Using the data that follows, say how many lines contain the word "Result", giving the number by itself.
BEGIN
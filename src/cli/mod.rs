//! Native CLI support for the cfgimport binary.

pub mod args;
pub mod config;
pub mod driver;
pub mod reporter;

#[cfg(test)]
#[path = "tests/args_tests.rs"]
mod args_tests;
#[cfg(test)]
#[path = "tests/config_tests.rs"]
mod config_tests;
#[cfg(test)]
#[path = "tests/driver_tests.rs"]
mod driver_tests;
#[cfg(test)]
#[path = "tests/reporter_tests.rs"]
mod reporter_tests;
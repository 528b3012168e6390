use axum::extract::{Path, State};
use axum::Json;
use crew_core::cache::MetadataCache;

use super::blocking;
use crate::error::AppError;
use crate::state::AppState;

// ---------------------------------------------------------------------------
// GET /api/metadata: the whole persona cache
// ---------------------------------------------------------------------------

pub async fn list_metadata(State(app): State<AppState>) -> Result<Json<serde_json::Value>, AppError> {
    let entries = blocking(move || {
        let config = app.config()?;
        Ok(MetadataCache::open(&app.root, &config).entries().clone())
    })
    .await?;
    Ok(Json(serde_json::to_value(entries)?))
}

// ---------------------------------------------------------------------------
// DELETE /api/metadata/{name}: force regeneration on the next enrich
// ---------------------------------------------------------------------------

pub async fn delete_metadata(
    State(app): State<AppState>,
    Path(name): Path<String>,
) -> Result<Json<serde_json::Value>, AppError> {
    let _running = app.enrich_lock.lock().await;
    let target = name.clone();
    let state = app.clone();
    let removed = blocking(move || {
        let config = state.config()?;
        Ok(MetadataCache::open(&state.root, &config).delete(&target)?)
    })
    .await?;

    if !removed {
        return Err(AppError::not_found(format!("no metadata for '{name}'")));
    }
    tracing::info!(agent = %name, "metadata deleted");
    Ok(Json(serde_json::json!({ "deleted": name })))
}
END
_Answer to this task_
2